WORK ITEM: Among the lines below, some may hold the word "PathBuf"; state how many do, giving only the number.
[[ SUPPLIED RECORDS, beginning ]]
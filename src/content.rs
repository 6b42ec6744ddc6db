//! Read-only accessor over the content root directory.
//!
//! Requested paths are joined to a fixed root and canonicalized; anything
//! that escapes the root, or does not exist as a regular file, resolves to
//! `NotFound`. There is no caching and no directory listing, and symlinks
//! are constrained only by canonical-path containment.

use std::ffi::OsStr;
use std::io;
use std::path::{Path, PathBuf};

use crate::error::AppError;

/// Content-type classification for a resolved file.
#[derive(Debug, Clone, Copy, PartialEq, Eq)]
pub enum ContentKind {
    /// Eligible for variant banner rendering
    Html,
    /// Served as-is
    Other,
}

/// A successfully resolved file under the content root.
#[derive(Debug, Clone)]
pub struct ServedFile {
    pub path: PathBuf,
    pub kind: ContentKind,
}

impl ServedFile {
    pub fn is_html(&self) -> bool {
        self.kind == ContentKind::Html
    }
}

/// Stateless resolver for files under a fixed root directory.
pub struct ContentStore {
    root: PathBuf,
}

impl ContentStore {
    /// Creates a store rooted at `root`.
    ///
    /// The root is canonicalized once here so containment checks compare
    /// canonical paths; a missing or unreadable root is a startup error.
    pub fn new<P: AsRef<Path>>(root: P) -> io::Result<Self> {
        let root = root.as_ref().canonicalize()?;
        Ok(Self { root })
    }

    pub fn root(&self) -> &Path {
        &self.root
    }

    /// Resolves a URL-decoded relative path to a file under the root.
    ///
    /// Fails with `NotFound` when the canonical path escapes the root or is
    /// not a regular file.
    pub fn resolve(&self, requested: &str) -> Result<ServedFile, AppError> {
        let candidate = self.root.join(requested);
        let canonical = candidate
            .canonicalize()
            .map_err(|_| AppError::NotFound(requested.to_string()))?;

        if !canonical.starts_with(&self.root) || !canonical.is_file() {
            return Err(AppError::NotFound(requested.to_string()));
        }

        let kind = match canonical.extension().and_then(OsStr::to_str) {
            Some(ext) if ext.eq_ignore_ascii_case("html") => ContentKind::Html,
            _ => ContentKind::Other,
        };

        Ok(ServedFile {
            path: canonical,
            kind,
        })
    }
}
[[ SUPPLIED RECORDS, end ]]
YOUR RESPONSE: 3